Re: 'necklace'-type classes of combinatorial compositions

["Max Alekseyev" <maxale@gmail.com>]

My quick-n-dirty implementation is attached.
Function par_all() iterates over the smallest lexicographical
representatives of each equivalence class and calls process() function
for every such representative. Currently process() simply prints out
its argument.
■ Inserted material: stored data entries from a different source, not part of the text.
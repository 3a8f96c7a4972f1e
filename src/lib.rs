// Copyright 2026 Layne Penney
// SPDX-License-Identifier: AGPL-3.0-or-later

//! llmscope - client-side telemetry for LLM provider calls.
//!
//! Wraps model, embedding and tool calls, records each one as a canonical
//! event grouped into traces, and ships the events in batches to an ingestion
//! endpoint. Capture never changes what the wrapped call returns, and a
//! failure inside the telemetry path never reaches the caller.
//!
//! # Architecture
//!
//! The crate is organized into the following modules:
//!
//! - [`types`] - Provider-facing types and the [`Provider`] traits that get instrumented
//! - [`error`] - Error types and result aliases
//! - [`config`] - Options, environment loading and tenant resolution
//! - [`event`] - The canonical event model
//! - [`context`] - Trace handles and per-trace span/timestamp bookkeeping
//! - [`capture`] - Turning calls into event drafts (truncation, classification, cost)
//! - [`stream`] - Chunk shapes and the pass-through stream interceptor
//! - [`pipeline`] - Sampling, redaction, buffering, batching and flushing
//! - [`delivery`] - HTTP transport with bounded retries
//! - [`instrument`] - Drop-in wrappers for provider clients
//! - [`observer`] - The SDK instance tying it all together
//! - [`telemetry`] - The crate's own logging setup and pipeline counters
//!
//! # Example
//!
//! ```rust,ignore
//! use llmscope::{Observer, ObserverConfig, TraceOptions};
//!
//! let observer = Observer::new(ObserverConfig::from_env()?)?;
//! let provider = observer.wrap(my_client);
//!
//! let trace = observer.start_trace(TraceOptions::named("support-chat").with_user_id("u-42"));
//! let response = trace.scope(provider.chat(&messages, None, None)).await?;
//! observer.end_trace(&trace, "success").await;
//!
//! observer.shutdown().await;
//! ```

pub mod capture;
pub mod config;
pub mod context;
pub mod delivery;
pub mod error;
pub mod event;
pub mod instrument;
pub mod observer;
pub mod pipeline;
pub mod stream;
pub mod telemetry;
pub mod types;

// Re-export commonly used types at crate root
pub use capture::{CallInput, CallMeta, CallOutput, Failure, FailureKind, Feedback};
pub use config::{Mode, ObserverConfig};
pub use context::{TraceHandle, TraceOptions};
pub use delivery::{DeliveryFailure, HttpTransport, MemoryTransport, RetryPolicy, Transport};
pub use error::{CaptureError, ConfigError, DeliveryError, ProviderError, Result};
pub use event::{
    Attributes, CanonicalEvent, Correlation, Environment, EventType, SpanId, TenantContext,
    TraceId,
};
pub use instrument::{InstrumentedEmbedder, InstrumentedProvider};
pub use observer::{Observer, ObserverBuilder};
pub use pipeline::{FlushReport, PatternRedactor, Redactor};
pub use telemetry::{init_logging, LogConfig, StatsSnapshot};
pub use types::{
    EmbeddingProvider, EventStream, Message, Provider, ProviderResponse, Role, StopReason,
    StreamEvent, TokenUsage, ToolCall, ToolDefinition,
};

/// llmscope version.
pub const VERSION: &str = env!("CARGO_PKG_VERSION");
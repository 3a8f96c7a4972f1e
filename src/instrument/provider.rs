// Copyright 2026 Layne Penney
// SPDX-License-Identifier: AGPL-3.0-or-later

//! Instrumented chat provider.

use std::time::Instant;

use async_trait::async_trait;

use crate::capture::{guarded, CallInput, CallMeta, CallOutput};
use crate::context::TraceHandle;
use crate::error::ProviderError;
use crate::observer::Observer;
use crate::types::{EventStream, Message, Provider, ProviderResponse, ToolDefinition};

/// A [`Provider`] that records an `llm_call` for every request.
///
/// Calls attach to the handle given to [`with_trace`](Self::with_trace), or
/// else to the enclosing [`TraceHandle::scope`], or else to a trace of their
/// own.
pub struct InstrumentedProvider<P> {
    inner: P,
    observer: Observer,
    trace: Option<TraceHandle>,
}

impl<P: Provider> InstrumentedProvider<P> {
    pub fn new(inner: P, observer: Observer) -> Self {
        Self {
            inner,
            observer,
            trace: None,
        }
    }

    /// Pin every call through this wrapper to one trace.
    pub fn with_trace(mut self, trace: TraceHandle) -> Self {
        self.trace = Some(trace);
        self
    }

    pub fn inner(&self) -> &P {
        &self.inner
    }

    pub fn into_inner(self) -> P {
        self.inner
    }

    fn call_input(
        &self,
        messages: &[Message],
        tools: Option<&[ToolDefinition]>,
        system_prompt: Option<&str>,
    ) -> Option<CallInput> {
        guarded(|| {
            let input = CallInput::from_chat(self.inner.model(), messages, tools, system_prompt);
            Ok(match self.inner.name() {
                Some(name) => input.with_provider(name),
                None => input,
            })
        })
        .ok()
    }
}

#[async_trait]
impl<P: Provider> Provider for InstrumentedProvider<P> {
    async fn chat(
        &self,
        messages: &[Message],
        tools: Option<&[ToolDefinition]>,
        system_prompt: Option<&str>,
    ) -> Result<ProviderResponse, ProviderError> {
        let call = self.inner.chat(messages, tools, system_prompt);
        match self.call_input(messages, tools, system_prompt) {
            Some(input) => {
                self.observer
                    .observe_call(self.trace, input, call, |response| CallOutput::from(response))
                    .await
            }
            None => call.await,
        }
    }

    async fn stream_chat(
        &self,
        messages: &[Message],
        tools: Option<&[ToolDefinition]>,
        system_prompt: Option<&str>,
    ) -> Result<EventStream, ProviderError> {
        let input = self.call_input(messages, tools, system_prompt);
        let started = Instant::now();

        match self.inner.stream_chat(messages, tools, system_prompt).await {
            Ok(stream) => match input {
                Some(input) => Ok(Box::pin(self.observer.intercept_stream(self.trace, input, stream))),
                None => Ok(stream),
            },
            Err(err) => {
                if let Some(input) = input {
                    let meta = CallMeta::streamed(started.elapsed(), None, 0);
                    let trace = self.trace.or_else(TraceHandle::current);
                    self.observer.capture_llm_call(trace, &input, Err(&err), &meta);
                }
                Err(err)
            }
        }
    }

    fn name(&self) -> Option<&str> {
        self.inner.name()
    }

    fn model(&self) -> &str {
        self.inner.model()
    }
}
E.g.:

? par_all(9,3)
[1, 1, 7]
[1, 2, 6]
[1, 6, 2]
[1, 3, 5]
[1, 5, 3]
[2, 2, 5]
[1, 4, 4]
[2, 3, 4]
[2, 4, 3]
[3, 3, 3]

Regards,
Max

On 6/9/07, john n <johnnagelson@yahoo.co.uk> wrote:
> Hello, I am a PARI-GP newbie and wondered whether someone might help me with
> code for listing the classes of combinatorial compositions of p which
> contain q elements, and which are equivalent under reflection or cycling.
> These are closely related to "necklaces".
>
> Each equivalence class can be denoted by its lexicographically first
> element, e.g. when p=10 and q=3,
> {{1,2,6},{2,6,1},{6,1,2},{6,2,1},{2,1,6},{1,6,2}} can be denoted by {1,2,6}.
>
> This is not the same as listing partitions because usually at least some
> partitions containing the same elements are not equivalent to each other.
>
> E.g. when p=10 and q=4, the compositions {1,2,2,5} cannot be transformed
> into {2,1,2,5} by reflection, cycling, or both, because the instances of '2'
> are adjacent in one and non-adjacent in the other.
>
> A big thank you for any help with this!
>
> John N
>
>
> --
> View this message in context: http://www.nabble.com/%27necklace%27-type-classes-of-combinatorial-compositions-tf3895323.html#a11043232
> Sent from the cr.yp.to - pari-users mailing list archive at Nabble.com.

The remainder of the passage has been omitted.